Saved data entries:
####

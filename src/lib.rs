// Copyright 2024 The rand64 project developers.
//
// Licensed under the Apache License, Version 2.0 <LICENSE-APACHE or
// https://www.apache.org/licenses/LICENSE-2.0> or the MIT license
// <LICENSE-MIT or https://opensource.org/licenses/MIT>, at your
// option. This file may not be copied, modified, or distributed
// except according to those terms.

//! Pseudo-random number generators producing 64-bit output.
//!
//! This crate gathers a family of interchangeable deterministic
//! generators behind one numeric contract, [`Source64`], together with a
//! sampling layer, [`Rand64`], that derives bounded unbiased integers,
//! floats in [0, 1) and permutations from any of them.
//!
//! ## Generators
//!
//! - [`SplitMix64`]: the scalar mix generator also used internally to
//!   expand scalar seeds for every other algorithm.
//! - [`XorShift64Star`], [`XorShift128Plus`], [`XorShift1024Star`]:
//!   scrambled xorshift generators, from `rand64_xorshift`.
//! - [`Xoroshiro128Plus`], [`Xoroshiro128StarStar`], [`Xoshiro256Plus`],
//!   [`Xoshiro256StarStar`]: the xoroshiro/xoshiro family, from
//!   `rand64_xoshiro`.
//! - [`Mt64`]: the 64-bit Mersenne Twister, from `rand64_mt`.
//! - [`Pcg64`]: PCG XSL RR 128/64, from `rand64_pcg`.
//! - [`ReadRng`]: an adapter reading words from any [`std::io::Read`],
//!   such as an OS entropy device.
//!
//! None of these are cryptographically secure.
//!
//! ## Usage
//!
//! ```rust
//! use rand64::{Rand64, Xoshiro256StarStar};
//!
//! let mut rng = Rand64::new(Xoshiro256StarStar::new(42));
//! let roll = rng.uint64n(6) + 1;
//! let x = rng.float64();
//! assert!((1..=6).contains(&roll));
//! assert!((0.0..1.0).contains(&x));
//! ```
//!
//! ## Crate features
//!
//! - `os_seed` (default): provides [`generate_seed`], reading seed
//!   material from the OS entropy source.
//! - `serde1`: serialization of generator state for all generators.
//! - `log`: logs latched stream failures in [`ReadRng`].

#![doc(html_root_url = "https://docs.rs/rand64/0.1.0")]
#![deny(missing_docs)]
#![deny(missing_debug_implementations)]

#[macro_use]
mod log_macros;

mod read;
mod rng;
#[cfg(feature = "os_seed")]
mod util;

pub use rand64_core::{seed, Seedable64, SliceSeedable64, Source64, SplitMix64};
pub use rand64_mt::Mt64;
pub use rand64_pcg::Pcg64;
pub use rand64_xorshift::{XorShift1024Star, XorShift128Plus, XorShift64Star};
pub use rand64_xoshiro::{
    Xoroshiro128Plus, Xoroshiro128StarStar, Xoshiro256Plus, Xoshiro256StarStar,
};

pub use crate::read::{ByteOrder, ReadRng};
pub use crate::rng::Rand64;
#[cfg(feature = "os_seed")]
pub use crate::util::generate_seed;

####

### [About this exercise]
Take every line above that includes "util" and list it.

### [Answer area]
mod util;
pub use crate::util::generate_seed;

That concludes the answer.